Quercus laughed. "Look inside yourself, Miss Crumb. Search among the old man's memories!" Then he glanced past her and snapped his fingers. "Captain Andringa!" he shouted.
A young warrior came hurrying to take Fever by the arm and escort her out of the command chamber. He was polite and respectful, but firm. "No women, no girls, not here, not when we are going into action. It is bad luck!"
"Is there going to be more fighting?" asked Fever.
"We hope not, but your people may have placed some artillery pieces among their northern suburbs. Don't worry. Our big guns can knock out their batteries before they do us any damage. May I help you back to your cabin?"
"Where is my mother?" asked Fever, who didn't want to be alone if there was to be a battle.

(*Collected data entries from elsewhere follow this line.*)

use serde_json::json;

use super::schema::{clean_for_gemini, clean_required};

#[test]
fn gemini_cleanup_strips_banned_keywords_recursively() {
	let dirty = json!({
		"$schema": "https://json-schema.org/draft/2020-12/schema",
		"$id": "root",
		"type": "object",
		"additionalProperties": false,
		"properties": {
			"path": {"type": "string", "format": "uri"},
			"when": {"type": "string", "format": "date-time"},
			"depth": {"type": "integer", "exclusiveMinimum": 0, "exclusiveMaximum": 10},
			"nested": {
				"type": "object",
				"$defs": {"x": {"type": "string"}},
				"properties": {
					"inner": {"$ref": "#/x", "type": "string"}
				}
			}
		},
		"required": ["path"]
	});
	let clean = clean_for_gemini(&dirty);

	for key in [
		"$schema",
		"$id",
		"additionalProperties",
		"$defs",
		"$ref",
		"exclusiveMinimum",
		"exclusiveMaximum",
	] {
		assert!(
			!serde_json::to_string(&clean).unwrap().contains(key),
			"{key} must not survive cleanup"
		);
	}
	// format survives only for the whitelist
	assert!(clean["properties"]["path"].get("format").is_none());
	assert_eq!(clean["properties"]["when"]["format"], "date-time");
	// populated required is preserved
	assert_eq!(clean["required"], json!(["path"]));
}

#[test]
fn gemini_cleanup_walks_arrays() {
	let dirty = json!({
		"anyOf": [
			{"type": "string", "$schema": "x"},
			{"type": "object", "additionalProperties": true}
		]
	});
	let clean = clean_for_gemini(&dirty);
	assert!(clean["anyOf"][0].get("$schema").is_none());
	assert!(clean["anyOf"][1].get("additionalProperties").is_none());
}

#[test]
fn degenerate_required_is_dropped() {
	let null_required = json!({"type": "object", "required": null});
	assert!(clean_required(&null_required).get("required").is_none());
	assert!(clean_for_gemini(&null_required).get("required").is_none());

	let empty_required = json!({"type": "object", "required": []});
	assert!(clean_required(&empty_required).get("required").is_none());

	let kept = json!({"type": "object", "required": ["x"], "properties": {
		"x": {"type": "object", "required": []}
	}});
	let clean = clean_required(&kept);
	assert_eq!(clean["required"], json!(["x"]));
	assert!(clean["properties"]["x"].get("required").is_none());
}
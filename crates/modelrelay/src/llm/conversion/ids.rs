//! Identifier generation for translated artifacts. OpenAI consumers reject
//! tool-call ids longer than 40 characters or outside `[A-Za-z0-9_-]`, so
//! ids crossing a dialect boundary are re-issued rather than passed through.

use uuid::Uuid;

const BASE32_ALPHABET: &[u8; 32] = b"abcdefghijklmnopqrstuvwxyz234567";

/// Unpadded base32 over the UUID bytes: 26 characters, comfortably inside
/// the 40-char budget with the `call_` prefix.
fn base32_uuid() -> String {
	let bytes = *Uuid::new_v4().as_bytes();
	let mut out = String::with_capacity(26);
	let mut acc: u32 = 0;
	let mut bits: u32 = 0;
	for b in bytes {
		acc = (acc << 8) | b as u32;
		bits += 8;
		while bits >= 5 {
			bits -= 5;
			out.push(BASE32_ALPHABET[((acc >> bits) & 0x1f) as usize] as char);
		}
	}
	if bits > 0 {
		out.push(BASE32_ALPHABET[((acc << (5 - bits)) & 0x1f) as usize] as char);
	}
	out
}

pub const MAX_TOOL_CALL_ID_LEN: usize = 40;

pub fn new_call_id() -> String {
	format!("call_{}", base32_uuid())
}

pub fn new_completion_id() -> String {
	format!("chatcmpl-{}", Uuid::new_v4().simple())
}

pub fn new_message_id() -> String {
	format!("msg_{}", Uuid::new_v4().simple())
}

pub fn new_response_id() -> String {
	format!("resp_{}", Uuid::new_v4().simple())
}

pub fn is_valid_call_id(id: &str) -> bool {
	!id.is_empty()
		&& id.len() <= MAX_TOOL_CALL_ID_LEN
		&& id
			.bytes()
			.all(|b| b.is_ascii_alphanumeric() || b == b'_' || b == b'-')
}

/// Keep a client id when it fits OpenAI's constraints, otherwise mint a
/// fresh one.
pub fn sanitize_call_id(id: &str) -> String {
	if is_valid_call_id(id) {
		id.to_string()
	} else {
		new_call_id()
	}
}

#[cfg(test)]
mod tests {
	use super::*;

	#[test]
	fn generated_ids_fit_openai_constraints() {
		for _ in 0..64 {
			let id = new_call_id();
			assert!(is_valid_call_id(&id), "{id}");
			assert!(id.starts_with("call_"));
			assert_eq!(id.len(), 31);
		}
	}

	#[test]
	fn sanitize_replaces_oversized_ids() {
		let long = "x".repeat(41);
		let replaced = sanitize_call_id(&long);
		assert_ne!(replaced, long);
		assert!(is_valid_call_id(&replaced));

		assert_eq!(sanitize_call_id("toolu_abc123"), "toolu_abc123");
		assert_ne!(sanitize_call_id("bad id!"), "bad id!");
	}
}
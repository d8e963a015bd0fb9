use std::collections::HashMap;
use std::sync::Arc;

use parking_lot::Mutex;
use relay_core::prelude::*;
use rust_decimal::Decimal;
use tokio_util::sync::CancellationToken;

use super::store::{BillingStore, StoreError};
use super::{ConsumeLog, HourTimestamp, Usage};

const FLUSH_INTERVAL: Duration = Duration::from_secs(5);
const ERROR_LOG_INTERVAL: Duration = Duration::from_secs(60);
const UPSERT_ATTEMPTS: usize = 3;

#[derive(Debug, Clone, Default, PartialEq, Eq)]
pub struct Tally {
	pub amount: Decimal,
	pub count: u64,
}

#[derive(Debug, Clone, PartialEq, Eq, Hash)]
pub struct SummaryKey {
	pub channel_id: u64,
	pub model: Strng,
	pub hour: HourTimestamp,
}

#[derive(Debug, Clone, PartialEq, Eq, Hash)]
pub struct GroupSummaryKey {
	pub group: Strng,
	pub token_name: Strng,
	pub model: Strng,
	pub hour: HourTimestamp,
}

#[derive(Debug, Clone, Default, PartialEq, Eq)]
pub struct SummaryDelta {
	pub request_count: u64,
	pub used_amount: Decimal,
	pub exception_count: u64,
	pub usage: Usage,
}

impl SummaryDelta {
	fn absorb(&mut self, other: &SummaryDelta) {
		self.request_count += other.request_count;
		self.used_amount += other.used_amount;
		self.exception_count += other.exception_count;
		self.usage.add(&other.usage);
	}
}

#[derive(Default)]
struct Maps {
	logs: Vec<ConsumeLog>,
	groups: HashMap<Strng, Tally>,
	tokens: HashMap<i64, Tally>,
	channels: HashMap<u64, Tally>,
	summaries: HashMap<SummaryKey, SummaryDelta>,
	group_summaries: HashMap<GroupSummaryKey, SummaryDelta>,
}

impl Maps {
	fn is_empty(&self) -> bool {
		self.logs.is_empty()
			&& self.groups.is_empty()
			&& self.tokens.is_empty()
			&& self.channels.is_empty()
			&& self.summaries.is_empty()
			&& self.group_summaries.is_empty()
	}
}

/// Coalesces completed-request records into five update maps and flushes
/// them to the store every five seconds. Entries survive failed flushes and
/// are retried on the next cycle.
pub struct Aggregator {
	store: Arc<dyn BillingStore>,
	maps: Mutex<Maps>,
	last_error_log: Mutex<Option<Instant>>,
}

impl Aggregator {
	pub fn new(store: Arc<dyn BillingStore>) -> Arc<Aggregator> {
		Arc::new(Aggregator {
			store,
			maps: Mutex::new(Maps::default()),
			last_error_log: Mutex::new(None),
		})
	}

	/// Record one completed request. Cheap: a brief lock and a few map
	/// updates; persistence happens on the flush cycle.
	pub fn record(&self, log: ConsumeLog) {
		let exception = u64::from(log.code != 200);
		let mut maps = self.maps.lock();

		let channel = maps.channels.entry(log.channel_id).or_default();
		channel.amount += log.amount;
		channel.count += 1;

		if log.downstream_result {
			let group = maps.groups.entry(log.group.clone()).or_default();
			group.amount += log.amount;
			group.count += 1;

			let token = maps.tokens.entry(log.token_id).or_default();
			token.amount += log.amount;
			token.count += 1;

			let delta = SummaryDelta {
				request_count: 1,
				used_amount: log.amount,
				exception_count: exception,
				usage: log.usage,
			};
			maps
				.summaries
				.entry(SummaryKey {
					channel_id: log.channel_id,
					model: log.model.clone(),
					hour: log.hour(),
				})
				.or_default()
				.absorb(&delta);
			maps
				.group_summaries
				.entry(GroupSummaryKey {
					group: log.group.clone(),
					token_name: log.token_name.clone(),
					model: log.model.clone(),
					hour: log.hour(),
				})
				.or_default()
				.absorb(&delta);
		}

		maps.logs.push(log);
	}

	/// Drive the flush ticker until shutdown, then flush once more.
	pub async fn run(self: Arc<Self>, shutdown: CancellationToken) {
		let mut ticker = tokio::time::interval(FLUSH_INTERVAL);
		ticker.set_missed_tick_behavior(tokio::time::MissedTickBehavior::Delay);
		loop {
			tokio::select! {
				_ = ticker.tick() => {
					self.flush().await;
				},
				_ = shutdown.cancelled() => {
					self.flush().await;
					return;
				},
			}
		}
	}

	/// One flush pass. Entries are taken out of the shared maps up front so
	/// new records keep accumulating while the store calls run; anything that
	/// fails is merged back for the next cycle.
	pub async fn flush(&self) {
		let taken = {
			let mut maps = self.maps.lock();
			if maps.is_empty() {
				return;
			}
			std::mem::take(&mut *maps)
		};
		let mut retained = Maps::default();

		for log in taken.logs {
			if let Err(e) = self.store.insert_consume_log(&log).await {
				self.log_flush_error(&e);
				retained.logs.push(log);
			}
		}
		for (group, tally) in taken.groups {
			if let Err(e) = self.store.add_group_usage(&group, &tally).await {
				self.log_flush_error(&e);
				retained.groups.insert(group, tally);
			}
		}
		for (token, tally) in taken.tokens {
			if let Err(e) = self.store.add_token_usage(token, &tally).await {
				self.log_flush_error(&e);
				retained.tokens.insert(token, tally);
			}
		}
		for (channel, tally) in taken.channels {
			if let Err(e) = self.store.add_channel_usage(channel, &tally).await {
				self.log_flush_error(&e);
				retained.channels.insert(channel, tally);
			}
		}
		for (key, delta) in taken.summaries {
			if let Err(e) = self.upsert_summary(&key, &delta).await {
				self.log_flush_error(&e);
				retained.summaries.insert(key, delta);
			}
		}
		for (key, delta) in taken.group_summaries {
			if let Err(e) = self.upsert_group_summary(&key, &delta).await {
				self.log_flush_error(&e);
				retained.group_summaries.insert(key, delta);
			}
		}

		if !retained.is_empty() {
			let mut maps = self.maps.lock();
			maps.logs.extend(retained.logs);
			for (k, v) in retained.groups {
				let t = maps.groups.entry(k).or_default();
				t.amount += v.amount;
				t.count += v.count;
			}
			for (k, v) in retained.tokens {
				let t = maps.tokens.entry(k).or_default();
				t.amount += v.amount;
				t.count += v.count;
			}
			for (k, v) in retained.channels {
				let t = maps.channels.entry(k).or_default();
				t.amount += v.amount;
				t.count += v.count;
			}
			for (k, v) in retained.summaries {
				maps.summaries.entry(k).or_default().absorb(&v);
			}
			for (k, v) in retained.group_summaries {
				maps.group_summaries.entry(k).or_default().absorb(&v);
			}
		}
	}

	/// Additive UPDATE first; INSERT when no row matched; on a duplicate-key
	/// race, retry the UPDATE. Bounded so two racing writers converge.
	async fn upsert_summary(&self, key: &SummaryKey, delta: &SummaryDelta) -> Result<(), StoreError> {
		for _ in 0..UPSERT_ATTEMPTS {
			if self.store.update_summary(key, delta).await? {
				return Ok(());
			}
			match self.store.insert_summary(key, delta).await {
				Ok(()) => return Ok(()),
				Err(StoreError::Duplicate) => continue,
				Err(e) => return Err(e),
			}
		}
		Err(StoreError::Other(anyhow::anyhow!(
			"summary upsert did not converge after {UPSERT_ATTEMPTS} attempts"
		)))
	}

	async fn upsert_group_summary(
		&self,
		key: &GroupSummaryKey,
		delta: &SummaryDelta,
	) -> Result<(), StoreError> {
		for _ in 0..UPSERT_ATTEMPTS {
			if self.store.update_group_summary(key, delta).await? {
				return Ok(());
			}
			match self.store.insert_group_summary(key, delta).await {
				Ok(()) => return Ok(()),
				Err(StoreError::Duplicate) => continue,
				Err(e) => return Err(e),
			}
		}
		Err(StoreError::Other(anyhow::anyhow!(
			"group summary upsert did not converge after {UPSERT_ATTEMPTS} attempts"
		)))
	}

	/// Flush errors are expected during store outages; keep the log quiet.
	fn log_flush_error(&self, err: &StoreError) {
		let mut last = self.last_error_log.lock();
		let now = Instant::now();
		if last.is_none_or(|t| now.duration_since(t) >= ERROR_LOG_INTERVAL) {
			warn!("billing flush failed, entries retained: {err}");
			*last = Some(now);
		}
	}
}
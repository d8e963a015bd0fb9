//! Anthropic Messages wire format.

use serde::{Deserialize, Deserializer, Serialize};
use serde_json::Value;

use crate::billing;
use crate::serdes::is_default;

#[derive(Copy, Clone, Deserialize, Serialize, Debug, PartialEq, Eq, Default)]
#[serde(rename_all = "snake_case")]
pub enum Role {
	#[default]
	User,
	Assistant,
}

#[derive(Clone, Deserialize, Serialize, Debug)]
#[serde(rename_all = "snake_case", tag = "type")]
pub enum ContentBlock {
	Text {
		text: String,
	},
	Image {
		source: ImageSource,
	},
	Thinking {
		thinking: String,
		#[serde(default, skip_serializing_if = "String::is_empty")]
		signature: String,
	},
	RedactedThinking {
		data: String,
	},
	ToolUse {
		id: String,
		name: String,
		input: Value,
	},
	ToolResult {
		tool_use_id: String,
		content: ToolResultContent,
		#[serde(skip_serializing_if = "Option::is_none")]
		is_error: Option<bool>,
	},
	// There are many more block kinds; pass unknown ones through untyped
	// rather than failing the request.
	#[serde(other)]
	Unknown,
}

#[derive(Clone, Deserialize, Serialize, Debug)]
#[serde(rename_all = "snake_case", tag = "type")]
pub enum ImageSource {
	Base64 {
		media_type: String,
		data: String,
	},
	Url {
		url: String,
	},
}

#[derive(Debug, Serialize, Deserialize, Clone)]
#[serde(untagged)]
pub enum ToolResultContent {
	Text(String),
	Array(Vec<ToolResultContentPart>),
}

impl ToolResultContent {
	pub fn joined_text(&self) -> String {
		match self {
			ToolResultContent::Text(t) => t.clone(),
			ToolResultContent::Array(parts) => parts
				.iter()
				.filter_map(|p| match p {
					ToolResultContentPart::Text { text } => Some(text.as_str()),
					_ => None,
				})
				.collect::<Vec<_>>()
				.join("\n"),
		}
	}
}

#[derive(Debug, Serialize, Deserialize, Clone)]
#[serde(tag = "type", rename_all = "snake_case")]
pub enum ToolResultContentPart {
	Text {
		text: String,
	},
	Image {
		source: ImageSource,
	},
}

#[derive(Clone, Deserialize, Serialize, Debug)]
pub struct Message {
	pub role: Role,
	#[serde(deserialize_with = "deserialize_content")]
	pub content: Vec<ContentBlock>,
}

// Anthropic accepts both `"content": "hi"` and `"content": [...]`.
fn deserialize_content<'de, D>(deserializer: D) -> Result<Vec<ContentBlock>, D::Error>
where
	D: Deserializer<'de>,
{
	use serde::de::Error;

	let value = Value::deserialize(deserializer)?;
	match value {
		Value::String(text) => Ok(vec![ContentBlock::Text { text }]),
		Value::Array(_) => Vec::<ContentBlock>::deserialize(value).map_err(D::Error::custom),
		_ => Err(D::Error::custom(
			"content must be either a string or an array",
		)),
	}
}

#[derive(Clone, Debug, Serialize, Deserialize)]
#[serde(untagged)]
pub enum SystemPrompt {
	Text(String),
	Blocks(Vec<SystemContentBlock>),
}

impl SystemPrompt {
	pub fn joined_text(&self) -> String {
		match self {
			SystemPrompt::Text(t) => t.clone(),
			SystemPrompt::Blocks(blocks) => blocks
				.iter()
				.map(|SystemContentBlock::Text { text }| text.as_str())
				.collect::<Vec<_>>()
				.join("\n"),
		}
	}
}

#[derive(Clone, Debug, Serialize, Deserialize)]
#[serde(tag = "type", rename_all = "snake_case")]
pub enum SystemContentBlock {
	Text { text: String },
}

#[derive(Clone, Serialize, Deserialize, Debug, Eq, PartialEq)]
#[serde(rename_all = "snake_case", tag = "type")]
pub enum ThinkingInput {
	Enabled { budget_tokens: u64 },
	Disabled {},
}

#[derive(Debug, Serialize, Deserialize)]
pub struct Tool {
	pub name: String,
	#[serde(skip_serializing_if = "Option::is_none")]
	pub description: Option<String>,
	pub input_schema: Value,
}

#[derive(Debug, Serialize, Deserialize, Clone, PartialEq, Eq)]
#[serde(tag = "type", rename_all = "snake_case")]
pub enum ToolChoice {
	Auto,
	Any,
	Tool { name: String },
	None,
}

#[derive(Deserialize, Serialize, Default, Debug)]
pub struct Request {
	pub model: String,
	pub messages: Vec<Message>,
	#[serde(skip_serializing_if = "Option::is_none")]
	pub system: Option<SystemPrompt>,
	pub max_tokens: u64,
	#[serde(default, skip_serializing_if = "Vec::is_empty")]
	pub stop_sequences: Vec<String>,
	#[serde(default, skip_serializing_if = "is_default")]
	pub stream: bool,
	#[serde(skip_serializing_if = "Option::is_none")]
	pub temperature: Option<f64>,
	#[serde(skip_serializing_if = "Option::is_none")]
	pub top_p: Option<f64>,
	#[serde(skip_serializing_if = "Option::is_none")]
	pub top_k: Option<u64>,
	#[serde(skip_serializing_if = "Option::is_none")]
	pub tools: Option<Vec<Tool>>,
	#[serde(skip_serializing_if = "Option::is_none")]
	pub tool_choice: Option<ToolChoice>,
	#[serde(skip_serializing_if = "Option::is_none")]
	pub metadata: Option<Value>,
	#[serde(skip_serializing_if = "Option::is_none")]
	pub thinking: Option<ThinkingInput>,
}

#[derive(Copy, Clone, Debug, Serialize, Deserialize, PartialEq, Eq)]
#[serde(rename_all = "snake_case")]
pub enum StopReason {
	EndTurn,
	MaxTokens,
	StopSequence,
	ToolUse,
	Refusal,
}

#[derive(Copy, Clone, Debug, Serialize, Deserialize, Default)]
pub struct Usage {
	#[serde(default)]
	pub input_tokens: u64,
	#[serde(default)]
	pub output_tokens: u64,
	#[serde(skip_serializing_if = "Option::is_none")]
	pub cache_creation_input_tokens: Option<u64>,
	#[serde(skip_serializing_if = "Option::is_none")]
	pub cache_read_input_tokens: Option<u64>,
}

impl Usage {
	pub fn to_billing(&self) -> billing::Usage {
		billing::Usage {
			input_tokens: self.input_tokens,
			output_tokens: self.output_tokens,
			total_tokens: self.input_tokens + self.output_tokens,
			cached_tokens: self.cache_read_input_tokens.unwrap_or_default(),
			cache_creation_tokens: self.cache_creation_input_tokens.unwrap_or_default(),
			..Default::default()
		}
	}

	pub fn from_billing(u: &billing::Usage) -> Usage {
		Usage {
			input_tokens: u.input_tokens,
			output_tokens: u.output_tokens,
			cache_creation_input_tokens: (u.cache_creation_tokens > 0).then_some(u.cache_creation_tokens),
			cache_read_input_tokens: (u.cached_tokens > 0).then_some(u.cached_tokens),
		}
	}
}

#[derive(Debug, Serialize, Deserialize, Clone)]
pub struct Response {
	pub id: String,
	pub r#type: String,
	pub role: Role,
	pub content: Vec<ContentBlock>,
	pub model: String,
	pub stop_reason: Option<StopReason>,
	pub stop_sequence: Option<String>,
	pub usage: Usage,
}

#[derive(Clone, Serialize, Deserialize, Debug)]
#[serde(rename_all = "snake_case", tag = "type")]
pub enum StreamEvent {
	MessageStart {
		message: Response,
	},
	ContentBlockStart {
		index: usize,
		content_block: ContentBlock,
	},
	ContentBlockDelta {
		index: usize,
		delta: ContentBlockDelta,
	},
	ContentBlockStop {
		index: usize,
	},
	MessageDelta {
		delta: MessageDelta,
		usage: Usage,
	},
	MessageStop,
	Ping,
}

impl StreamEvent {
	pub fn event_name(&self) -> &'static str {
		match self {
			Self::MessageStart { .. } => "message_start",
			Self::ContentBlockStart { .. } => "content_block_start",
			Self::ContentBlockDelta { .. } => "content_block_delta",
			Self::ContentBlockStop { .. } => "content_block_stop",
			Self::MessageDelta { .. } => "message_delta",
			Self::MessageStop => "message_stop",
			Self::Ping => "ping",
		}
	}
}

#[derive(Clone, Serialize, Deserialize, Debug, Eq, PartialEq)]
#[serde(rename_all = "snake_case", tag = "type")]
#[allow(clippy::enum_variant_names)]
pub enum ContentBlockDelta {
	TextDelta { text: String },
	InputJsonDelta { partial_json: String },
	ThinkingDelta { thinking: String },
	SignatureDelta { signature: String },
}

#[derive(Clone, Serialize, Deserialize, Debug, Default)]
pub struct MessageDelta {
	#[serde(skip_serializing_if = "Option::is_none")]
	pub stop_reason: Option<StopReason>,
	#[serde(skip_serializing_if = "Option::is_none")]
	pub stop_sequence: Option<String>,
}

#[derive(Debug, Deserialize, Serialize, Clone)]
pub struct ErrorResponse {
	pub r#type: String,
	pub error: ErrorDetail,
}

#[derive(Debug, Deserialize, Serialize, Clone)]
pub struct ErrorDetail {
	pub r#type: String,
	pub message: String,
}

"The Snow Leopard?" He looked wary. "She is at work. In the Resurrectory."
"Where's that?"
The young man was doubtful. He looked back at the door of the command chamber as if he was thinking of asking permission from his Land Admiral. But Quercus had a battle to direct. He shrugged, and took Fever's arm again. "Come. I'll take you."
262
***
The Resurrectory was deep in the castle's rumbling innards, down among the engines and the straining slaves. Fever, recalling that her mother was a technomancer and that the nomads thought of technology as magic or a gift from the gods, imagined that it would be some sort of temple. When her guide showed her in through its heavy doors she saw at once that she'd been quite wrong.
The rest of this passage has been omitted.